* Listed records
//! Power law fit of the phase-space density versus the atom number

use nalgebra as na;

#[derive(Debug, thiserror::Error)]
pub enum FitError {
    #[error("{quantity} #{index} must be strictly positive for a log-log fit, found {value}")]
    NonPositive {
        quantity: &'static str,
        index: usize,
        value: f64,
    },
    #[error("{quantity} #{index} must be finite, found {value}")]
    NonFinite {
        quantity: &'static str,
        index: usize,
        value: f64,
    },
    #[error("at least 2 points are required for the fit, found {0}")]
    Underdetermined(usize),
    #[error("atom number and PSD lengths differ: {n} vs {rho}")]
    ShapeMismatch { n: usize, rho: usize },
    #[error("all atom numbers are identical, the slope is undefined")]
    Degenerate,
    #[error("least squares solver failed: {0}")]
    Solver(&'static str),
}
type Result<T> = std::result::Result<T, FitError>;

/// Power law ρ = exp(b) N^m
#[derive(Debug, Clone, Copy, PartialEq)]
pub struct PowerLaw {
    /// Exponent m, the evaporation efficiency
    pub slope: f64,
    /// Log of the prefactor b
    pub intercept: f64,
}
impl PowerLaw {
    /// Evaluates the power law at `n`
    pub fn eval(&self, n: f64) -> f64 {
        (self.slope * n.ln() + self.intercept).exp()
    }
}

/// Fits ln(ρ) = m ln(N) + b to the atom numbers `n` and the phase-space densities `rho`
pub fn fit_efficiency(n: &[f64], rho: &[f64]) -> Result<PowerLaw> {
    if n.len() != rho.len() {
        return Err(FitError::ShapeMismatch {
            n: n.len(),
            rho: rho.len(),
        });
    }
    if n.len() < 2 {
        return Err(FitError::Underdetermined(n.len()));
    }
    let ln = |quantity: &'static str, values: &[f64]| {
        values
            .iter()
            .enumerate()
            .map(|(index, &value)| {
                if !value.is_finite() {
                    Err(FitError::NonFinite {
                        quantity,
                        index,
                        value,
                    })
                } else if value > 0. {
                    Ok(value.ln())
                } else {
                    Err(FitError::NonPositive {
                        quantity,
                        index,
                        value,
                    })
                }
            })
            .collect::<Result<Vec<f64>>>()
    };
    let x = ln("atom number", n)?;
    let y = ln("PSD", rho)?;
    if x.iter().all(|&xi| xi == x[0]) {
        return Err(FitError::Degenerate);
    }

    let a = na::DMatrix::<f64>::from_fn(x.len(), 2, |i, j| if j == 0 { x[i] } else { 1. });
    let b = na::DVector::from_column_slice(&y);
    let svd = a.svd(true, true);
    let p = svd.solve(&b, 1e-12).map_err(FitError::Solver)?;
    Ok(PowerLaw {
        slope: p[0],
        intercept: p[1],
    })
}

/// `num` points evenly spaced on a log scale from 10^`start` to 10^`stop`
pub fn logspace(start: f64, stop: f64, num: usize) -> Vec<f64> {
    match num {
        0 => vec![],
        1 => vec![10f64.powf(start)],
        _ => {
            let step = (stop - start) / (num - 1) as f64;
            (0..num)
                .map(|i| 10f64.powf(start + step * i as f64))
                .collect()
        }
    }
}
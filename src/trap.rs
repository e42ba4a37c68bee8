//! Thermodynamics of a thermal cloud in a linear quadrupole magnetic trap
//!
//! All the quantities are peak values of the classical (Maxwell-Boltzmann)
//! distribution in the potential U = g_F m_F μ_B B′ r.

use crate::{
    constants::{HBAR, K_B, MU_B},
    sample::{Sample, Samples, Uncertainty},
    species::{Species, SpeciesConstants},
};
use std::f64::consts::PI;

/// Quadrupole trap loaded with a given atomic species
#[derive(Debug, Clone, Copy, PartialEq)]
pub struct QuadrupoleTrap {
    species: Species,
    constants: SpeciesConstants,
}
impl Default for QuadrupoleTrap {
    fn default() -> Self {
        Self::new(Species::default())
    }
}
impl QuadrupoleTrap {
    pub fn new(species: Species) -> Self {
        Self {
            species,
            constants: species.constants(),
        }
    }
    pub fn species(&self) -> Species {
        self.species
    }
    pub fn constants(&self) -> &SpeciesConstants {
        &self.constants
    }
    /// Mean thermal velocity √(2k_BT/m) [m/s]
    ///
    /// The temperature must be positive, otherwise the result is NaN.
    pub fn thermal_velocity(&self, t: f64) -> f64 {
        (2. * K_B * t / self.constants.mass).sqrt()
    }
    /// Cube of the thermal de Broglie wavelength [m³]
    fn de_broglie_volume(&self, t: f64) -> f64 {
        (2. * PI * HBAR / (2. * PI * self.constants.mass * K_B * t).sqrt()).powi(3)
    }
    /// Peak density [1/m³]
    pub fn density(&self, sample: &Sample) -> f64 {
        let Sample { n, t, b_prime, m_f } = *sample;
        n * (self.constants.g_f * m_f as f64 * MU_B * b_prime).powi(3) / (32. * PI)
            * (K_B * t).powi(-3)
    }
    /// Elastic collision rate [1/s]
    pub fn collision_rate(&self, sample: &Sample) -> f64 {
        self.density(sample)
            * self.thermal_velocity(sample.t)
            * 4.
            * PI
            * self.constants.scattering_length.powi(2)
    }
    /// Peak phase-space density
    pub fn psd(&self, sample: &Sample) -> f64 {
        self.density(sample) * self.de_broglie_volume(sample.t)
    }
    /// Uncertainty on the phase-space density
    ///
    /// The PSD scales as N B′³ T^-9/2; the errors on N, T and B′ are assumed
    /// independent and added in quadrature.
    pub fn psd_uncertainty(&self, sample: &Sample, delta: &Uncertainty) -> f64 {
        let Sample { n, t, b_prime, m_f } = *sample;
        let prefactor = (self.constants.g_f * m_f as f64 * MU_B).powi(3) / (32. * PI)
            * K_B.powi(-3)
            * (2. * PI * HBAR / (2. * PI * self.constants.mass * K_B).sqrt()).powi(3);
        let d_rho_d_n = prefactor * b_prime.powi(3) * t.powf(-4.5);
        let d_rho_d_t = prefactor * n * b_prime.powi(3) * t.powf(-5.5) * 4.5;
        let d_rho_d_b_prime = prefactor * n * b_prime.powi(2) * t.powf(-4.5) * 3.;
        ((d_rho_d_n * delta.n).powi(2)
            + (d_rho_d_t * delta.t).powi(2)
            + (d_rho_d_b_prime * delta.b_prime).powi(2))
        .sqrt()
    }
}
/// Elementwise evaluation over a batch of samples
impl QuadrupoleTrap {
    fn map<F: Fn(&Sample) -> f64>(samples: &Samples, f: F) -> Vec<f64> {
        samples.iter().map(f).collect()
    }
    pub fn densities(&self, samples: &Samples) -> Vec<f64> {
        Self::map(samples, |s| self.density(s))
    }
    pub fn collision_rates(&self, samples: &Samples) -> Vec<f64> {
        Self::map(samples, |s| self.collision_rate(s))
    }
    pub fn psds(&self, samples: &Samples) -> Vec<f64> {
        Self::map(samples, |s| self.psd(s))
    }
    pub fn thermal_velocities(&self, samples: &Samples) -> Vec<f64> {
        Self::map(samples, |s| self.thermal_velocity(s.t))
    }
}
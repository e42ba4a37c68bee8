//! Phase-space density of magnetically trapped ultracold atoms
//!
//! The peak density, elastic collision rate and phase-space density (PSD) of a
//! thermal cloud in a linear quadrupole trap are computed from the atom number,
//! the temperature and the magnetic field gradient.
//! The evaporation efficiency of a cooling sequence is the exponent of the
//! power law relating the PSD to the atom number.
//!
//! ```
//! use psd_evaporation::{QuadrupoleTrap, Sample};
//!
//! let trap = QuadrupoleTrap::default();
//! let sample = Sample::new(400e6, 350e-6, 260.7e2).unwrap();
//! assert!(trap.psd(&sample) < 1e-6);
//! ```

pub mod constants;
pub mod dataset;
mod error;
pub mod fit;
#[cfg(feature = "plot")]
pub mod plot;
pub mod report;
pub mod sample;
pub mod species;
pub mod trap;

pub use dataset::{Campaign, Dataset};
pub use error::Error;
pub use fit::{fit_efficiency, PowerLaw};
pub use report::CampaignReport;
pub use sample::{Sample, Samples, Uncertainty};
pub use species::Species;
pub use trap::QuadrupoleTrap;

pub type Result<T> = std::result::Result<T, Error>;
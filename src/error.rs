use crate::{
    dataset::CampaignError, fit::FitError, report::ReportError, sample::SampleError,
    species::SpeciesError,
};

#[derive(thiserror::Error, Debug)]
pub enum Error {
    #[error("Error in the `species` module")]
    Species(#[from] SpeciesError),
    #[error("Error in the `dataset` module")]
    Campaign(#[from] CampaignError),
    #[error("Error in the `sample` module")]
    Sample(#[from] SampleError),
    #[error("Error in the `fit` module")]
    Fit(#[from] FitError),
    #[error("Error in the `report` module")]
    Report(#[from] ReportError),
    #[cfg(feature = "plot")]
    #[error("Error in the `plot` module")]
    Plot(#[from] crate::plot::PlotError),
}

* What is being asked
Wherever the string "sqrt" appears in the records above, copy the line it sits in.

* Task answer
        (2. * K_B * t / self.constants.mass).sqrt()
        (2. * PI * HBAR / (2. * PI * self.constants.mass * K_B * t).sqrt()).powi(3)
            * (2. * PI * HBAR / (2. * PI * self.constants.mass * K_B).sqrt()).powi(3);
        .sqrt()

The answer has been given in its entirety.